**Exercise brief:**
Return the lines below in which the string "impl" occurs.

**Dataset entries:**

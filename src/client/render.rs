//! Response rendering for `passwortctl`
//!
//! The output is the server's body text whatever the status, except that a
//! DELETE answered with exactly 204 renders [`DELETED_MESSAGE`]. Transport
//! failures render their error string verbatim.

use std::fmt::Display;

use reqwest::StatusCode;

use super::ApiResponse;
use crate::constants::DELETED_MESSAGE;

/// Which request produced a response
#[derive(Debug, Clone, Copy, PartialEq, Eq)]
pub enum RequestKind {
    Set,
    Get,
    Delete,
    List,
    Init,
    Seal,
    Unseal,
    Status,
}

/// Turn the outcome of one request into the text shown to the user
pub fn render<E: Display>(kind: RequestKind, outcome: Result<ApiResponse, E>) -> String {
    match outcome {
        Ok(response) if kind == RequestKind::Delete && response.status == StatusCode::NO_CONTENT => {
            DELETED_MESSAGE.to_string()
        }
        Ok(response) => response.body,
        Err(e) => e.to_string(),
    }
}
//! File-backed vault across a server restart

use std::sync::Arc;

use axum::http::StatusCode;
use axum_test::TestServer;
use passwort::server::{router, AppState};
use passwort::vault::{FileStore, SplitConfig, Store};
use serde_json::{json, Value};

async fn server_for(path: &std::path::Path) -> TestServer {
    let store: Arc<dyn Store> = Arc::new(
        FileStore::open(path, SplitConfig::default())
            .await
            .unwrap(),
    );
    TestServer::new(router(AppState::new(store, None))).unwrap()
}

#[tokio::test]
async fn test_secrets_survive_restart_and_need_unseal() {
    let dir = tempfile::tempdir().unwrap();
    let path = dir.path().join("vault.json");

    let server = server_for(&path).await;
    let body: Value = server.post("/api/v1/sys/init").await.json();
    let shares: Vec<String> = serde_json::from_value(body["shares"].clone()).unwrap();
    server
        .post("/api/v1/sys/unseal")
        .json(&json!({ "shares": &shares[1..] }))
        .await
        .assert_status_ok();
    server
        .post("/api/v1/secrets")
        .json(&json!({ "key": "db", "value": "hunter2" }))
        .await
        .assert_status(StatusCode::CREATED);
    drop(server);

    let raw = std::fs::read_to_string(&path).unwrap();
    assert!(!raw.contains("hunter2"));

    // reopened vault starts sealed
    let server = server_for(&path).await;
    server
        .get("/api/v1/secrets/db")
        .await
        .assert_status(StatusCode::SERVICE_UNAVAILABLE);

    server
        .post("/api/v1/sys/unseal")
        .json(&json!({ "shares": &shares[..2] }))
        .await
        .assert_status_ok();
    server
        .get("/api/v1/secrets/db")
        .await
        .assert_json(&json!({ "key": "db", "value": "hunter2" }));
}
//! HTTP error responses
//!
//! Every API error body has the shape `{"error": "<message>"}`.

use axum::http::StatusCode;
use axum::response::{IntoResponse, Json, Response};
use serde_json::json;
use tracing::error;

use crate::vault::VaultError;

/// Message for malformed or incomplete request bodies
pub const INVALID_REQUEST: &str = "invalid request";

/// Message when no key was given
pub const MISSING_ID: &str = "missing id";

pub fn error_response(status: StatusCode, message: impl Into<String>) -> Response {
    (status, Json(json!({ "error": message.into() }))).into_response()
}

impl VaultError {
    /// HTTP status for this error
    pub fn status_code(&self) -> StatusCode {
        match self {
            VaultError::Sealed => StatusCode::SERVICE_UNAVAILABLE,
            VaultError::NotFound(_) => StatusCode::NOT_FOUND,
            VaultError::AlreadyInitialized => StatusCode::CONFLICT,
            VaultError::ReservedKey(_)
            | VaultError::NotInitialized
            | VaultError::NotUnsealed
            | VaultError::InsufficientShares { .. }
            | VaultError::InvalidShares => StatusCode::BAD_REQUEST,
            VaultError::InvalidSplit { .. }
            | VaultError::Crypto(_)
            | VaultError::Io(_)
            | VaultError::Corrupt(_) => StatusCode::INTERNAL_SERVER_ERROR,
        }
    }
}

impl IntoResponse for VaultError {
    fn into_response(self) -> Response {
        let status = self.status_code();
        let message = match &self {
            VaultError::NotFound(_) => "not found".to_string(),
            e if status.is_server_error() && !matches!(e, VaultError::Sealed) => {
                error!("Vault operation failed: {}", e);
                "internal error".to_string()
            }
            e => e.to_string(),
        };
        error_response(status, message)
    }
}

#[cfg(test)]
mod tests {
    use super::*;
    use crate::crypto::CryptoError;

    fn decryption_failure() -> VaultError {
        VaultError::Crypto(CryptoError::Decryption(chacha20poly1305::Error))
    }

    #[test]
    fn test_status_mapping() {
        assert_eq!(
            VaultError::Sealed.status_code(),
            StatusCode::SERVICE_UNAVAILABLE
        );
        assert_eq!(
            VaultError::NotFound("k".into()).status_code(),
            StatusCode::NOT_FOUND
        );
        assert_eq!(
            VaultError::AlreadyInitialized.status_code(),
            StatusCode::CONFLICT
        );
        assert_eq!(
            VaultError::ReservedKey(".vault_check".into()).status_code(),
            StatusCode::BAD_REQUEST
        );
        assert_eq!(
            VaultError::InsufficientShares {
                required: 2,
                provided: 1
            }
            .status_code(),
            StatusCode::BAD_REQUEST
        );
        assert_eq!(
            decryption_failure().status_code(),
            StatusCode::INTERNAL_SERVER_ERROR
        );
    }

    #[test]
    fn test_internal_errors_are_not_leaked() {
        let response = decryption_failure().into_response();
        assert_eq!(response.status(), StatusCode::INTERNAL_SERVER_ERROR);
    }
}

**Task solution:**
pub fn error_response(status: StatusCode, message: impl Into<String>) -> Response {
impl VaultError {
impl IntoResponse for VaultError {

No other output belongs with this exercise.